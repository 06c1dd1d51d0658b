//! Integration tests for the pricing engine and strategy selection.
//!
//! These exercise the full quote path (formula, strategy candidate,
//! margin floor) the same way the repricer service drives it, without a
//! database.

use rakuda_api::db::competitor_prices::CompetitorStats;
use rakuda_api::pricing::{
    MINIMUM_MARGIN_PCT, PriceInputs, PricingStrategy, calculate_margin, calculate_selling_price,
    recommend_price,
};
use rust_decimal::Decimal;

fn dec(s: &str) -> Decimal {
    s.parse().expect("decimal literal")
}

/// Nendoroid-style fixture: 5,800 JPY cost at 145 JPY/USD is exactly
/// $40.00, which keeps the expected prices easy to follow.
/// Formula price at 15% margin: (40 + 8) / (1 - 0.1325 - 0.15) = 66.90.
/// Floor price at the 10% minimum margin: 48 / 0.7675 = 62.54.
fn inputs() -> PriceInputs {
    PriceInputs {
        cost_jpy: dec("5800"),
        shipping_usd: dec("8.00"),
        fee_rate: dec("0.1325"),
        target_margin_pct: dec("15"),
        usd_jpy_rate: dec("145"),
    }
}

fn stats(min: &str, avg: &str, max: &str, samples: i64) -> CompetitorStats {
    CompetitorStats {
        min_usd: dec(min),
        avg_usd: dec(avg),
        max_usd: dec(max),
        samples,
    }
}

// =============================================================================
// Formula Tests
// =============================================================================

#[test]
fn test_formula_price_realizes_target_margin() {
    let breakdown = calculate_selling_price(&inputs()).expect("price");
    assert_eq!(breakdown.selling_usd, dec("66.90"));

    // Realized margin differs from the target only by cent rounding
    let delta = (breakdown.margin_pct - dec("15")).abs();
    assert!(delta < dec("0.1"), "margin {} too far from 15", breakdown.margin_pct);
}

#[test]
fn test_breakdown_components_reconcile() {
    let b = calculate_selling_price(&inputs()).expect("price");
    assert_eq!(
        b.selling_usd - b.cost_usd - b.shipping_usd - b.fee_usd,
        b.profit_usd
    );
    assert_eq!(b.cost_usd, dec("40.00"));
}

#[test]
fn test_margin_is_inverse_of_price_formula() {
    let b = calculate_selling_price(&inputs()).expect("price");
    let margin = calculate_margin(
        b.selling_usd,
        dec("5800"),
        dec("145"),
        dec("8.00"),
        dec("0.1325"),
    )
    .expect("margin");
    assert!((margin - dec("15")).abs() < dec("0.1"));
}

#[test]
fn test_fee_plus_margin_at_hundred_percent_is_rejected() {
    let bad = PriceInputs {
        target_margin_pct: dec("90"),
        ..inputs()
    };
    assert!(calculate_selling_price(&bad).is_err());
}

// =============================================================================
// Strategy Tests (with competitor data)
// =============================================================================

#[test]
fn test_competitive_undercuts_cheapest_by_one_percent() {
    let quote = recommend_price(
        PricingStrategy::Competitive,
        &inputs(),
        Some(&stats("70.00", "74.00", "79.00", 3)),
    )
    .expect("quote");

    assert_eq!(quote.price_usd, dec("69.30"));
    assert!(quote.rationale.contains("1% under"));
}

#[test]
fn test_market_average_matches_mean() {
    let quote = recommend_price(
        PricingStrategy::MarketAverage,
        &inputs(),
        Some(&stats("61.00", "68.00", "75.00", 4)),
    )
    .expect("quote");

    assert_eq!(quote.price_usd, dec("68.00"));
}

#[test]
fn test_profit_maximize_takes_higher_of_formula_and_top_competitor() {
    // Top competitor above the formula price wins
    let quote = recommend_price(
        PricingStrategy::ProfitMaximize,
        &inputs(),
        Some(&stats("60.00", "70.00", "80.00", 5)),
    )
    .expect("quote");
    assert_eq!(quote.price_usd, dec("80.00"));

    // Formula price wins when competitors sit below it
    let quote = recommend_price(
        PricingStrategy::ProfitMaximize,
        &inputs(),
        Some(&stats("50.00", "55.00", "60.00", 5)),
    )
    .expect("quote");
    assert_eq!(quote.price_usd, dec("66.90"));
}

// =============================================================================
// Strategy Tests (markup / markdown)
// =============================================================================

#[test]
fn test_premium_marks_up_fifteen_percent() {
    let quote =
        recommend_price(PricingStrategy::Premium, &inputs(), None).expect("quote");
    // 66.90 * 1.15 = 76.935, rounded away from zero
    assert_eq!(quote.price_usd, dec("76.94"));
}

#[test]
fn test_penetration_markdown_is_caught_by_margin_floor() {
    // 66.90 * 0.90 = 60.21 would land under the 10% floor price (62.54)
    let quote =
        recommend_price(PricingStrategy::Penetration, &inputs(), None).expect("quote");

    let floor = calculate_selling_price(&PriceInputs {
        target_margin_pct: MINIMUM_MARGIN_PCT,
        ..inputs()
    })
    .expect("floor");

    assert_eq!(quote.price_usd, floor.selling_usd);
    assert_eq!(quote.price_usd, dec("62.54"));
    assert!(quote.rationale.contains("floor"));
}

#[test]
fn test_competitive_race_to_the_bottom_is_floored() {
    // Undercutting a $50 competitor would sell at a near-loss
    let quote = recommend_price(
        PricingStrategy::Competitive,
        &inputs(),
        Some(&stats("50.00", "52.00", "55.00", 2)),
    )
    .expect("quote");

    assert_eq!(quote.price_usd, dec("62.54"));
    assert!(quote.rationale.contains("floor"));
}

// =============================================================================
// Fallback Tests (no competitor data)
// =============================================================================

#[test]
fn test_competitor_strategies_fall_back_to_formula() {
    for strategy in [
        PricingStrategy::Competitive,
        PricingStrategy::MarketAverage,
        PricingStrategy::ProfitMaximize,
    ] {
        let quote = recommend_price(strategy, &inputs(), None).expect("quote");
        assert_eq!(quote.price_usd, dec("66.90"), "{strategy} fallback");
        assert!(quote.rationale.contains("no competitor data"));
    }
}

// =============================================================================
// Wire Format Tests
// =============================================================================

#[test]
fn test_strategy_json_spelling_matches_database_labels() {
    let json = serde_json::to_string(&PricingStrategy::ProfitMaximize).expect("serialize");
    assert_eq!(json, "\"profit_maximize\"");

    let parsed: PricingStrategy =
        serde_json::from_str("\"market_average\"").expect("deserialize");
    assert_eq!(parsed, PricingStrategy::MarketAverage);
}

==

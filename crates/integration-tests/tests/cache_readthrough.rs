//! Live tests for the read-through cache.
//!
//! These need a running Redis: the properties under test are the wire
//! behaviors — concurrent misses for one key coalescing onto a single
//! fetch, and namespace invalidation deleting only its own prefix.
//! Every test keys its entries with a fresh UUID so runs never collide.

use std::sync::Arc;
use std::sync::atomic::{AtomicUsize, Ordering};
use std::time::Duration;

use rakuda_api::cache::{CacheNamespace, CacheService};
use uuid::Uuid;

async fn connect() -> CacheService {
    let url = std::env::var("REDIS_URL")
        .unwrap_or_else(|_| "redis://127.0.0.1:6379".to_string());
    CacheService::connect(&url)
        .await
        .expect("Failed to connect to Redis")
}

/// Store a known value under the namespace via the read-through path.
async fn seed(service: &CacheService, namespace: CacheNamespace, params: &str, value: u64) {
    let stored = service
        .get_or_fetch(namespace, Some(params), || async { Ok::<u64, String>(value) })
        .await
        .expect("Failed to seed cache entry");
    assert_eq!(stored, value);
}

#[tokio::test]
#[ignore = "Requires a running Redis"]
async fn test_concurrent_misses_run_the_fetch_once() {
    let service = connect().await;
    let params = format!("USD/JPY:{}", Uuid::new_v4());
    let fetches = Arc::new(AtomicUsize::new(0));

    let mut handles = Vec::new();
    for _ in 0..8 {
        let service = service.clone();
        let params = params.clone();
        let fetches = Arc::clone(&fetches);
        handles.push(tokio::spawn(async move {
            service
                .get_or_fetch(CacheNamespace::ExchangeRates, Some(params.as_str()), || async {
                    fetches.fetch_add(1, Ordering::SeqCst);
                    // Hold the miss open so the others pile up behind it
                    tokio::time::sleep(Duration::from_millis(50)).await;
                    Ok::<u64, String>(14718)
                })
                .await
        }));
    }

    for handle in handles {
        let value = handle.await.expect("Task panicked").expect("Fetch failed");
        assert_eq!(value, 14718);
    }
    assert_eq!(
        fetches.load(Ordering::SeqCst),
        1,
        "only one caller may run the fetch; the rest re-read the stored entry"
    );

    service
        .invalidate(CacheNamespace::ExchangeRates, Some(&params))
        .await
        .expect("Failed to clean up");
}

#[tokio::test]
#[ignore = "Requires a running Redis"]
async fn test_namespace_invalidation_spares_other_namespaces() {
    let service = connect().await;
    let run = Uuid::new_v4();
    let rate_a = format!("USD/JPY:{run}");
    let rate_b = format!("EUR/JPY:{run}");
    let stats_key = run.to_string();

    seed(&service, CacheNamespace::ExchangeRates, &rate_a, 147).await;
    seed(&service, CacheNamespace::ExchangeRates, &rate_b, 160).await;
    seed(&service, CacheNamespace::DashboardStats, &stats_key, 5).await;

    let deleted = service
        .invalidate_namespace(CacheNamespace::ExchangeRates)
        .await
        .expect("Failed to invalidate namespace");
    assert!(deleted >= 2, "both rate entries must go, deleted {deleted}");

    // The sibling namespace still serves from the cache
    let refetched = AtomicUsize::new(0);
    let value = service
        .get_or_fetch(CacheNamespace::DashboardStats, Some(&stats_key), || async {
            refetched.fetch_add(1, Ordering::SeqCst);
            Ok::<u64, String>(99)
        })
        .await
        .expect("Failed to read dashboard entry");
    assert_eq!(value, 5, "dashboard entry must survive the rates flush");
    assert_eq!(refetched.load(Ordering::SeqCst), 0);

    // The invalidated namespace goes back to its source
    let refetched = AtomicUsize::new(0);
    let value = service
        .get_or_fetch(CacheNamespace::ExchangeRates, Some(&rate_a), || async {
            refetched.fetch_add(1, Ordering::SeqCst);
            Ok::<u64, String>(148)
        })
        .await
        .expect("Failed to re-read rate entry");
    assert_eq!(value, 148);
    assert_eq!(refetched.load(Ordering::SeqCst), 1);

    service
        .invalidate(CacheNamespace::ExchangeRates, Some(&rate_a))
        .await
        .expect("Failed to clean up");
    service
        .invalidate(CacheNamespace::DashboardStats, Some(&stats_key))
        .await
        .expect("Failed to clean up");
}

*EXERCISE REQUIREMENTS*: Would you filter the entries above and keep each line that has the word "AtomicUsize"?

*SOLVED PROBLEM*:
use std::sync::atomic::{AtomicUsize, Ordering};
    let fetches = Arc::new(AtomicUsize::new(0));
    let refetched = AtomicUsize::new(0);
    let refetched = AtomicUsize::new(0);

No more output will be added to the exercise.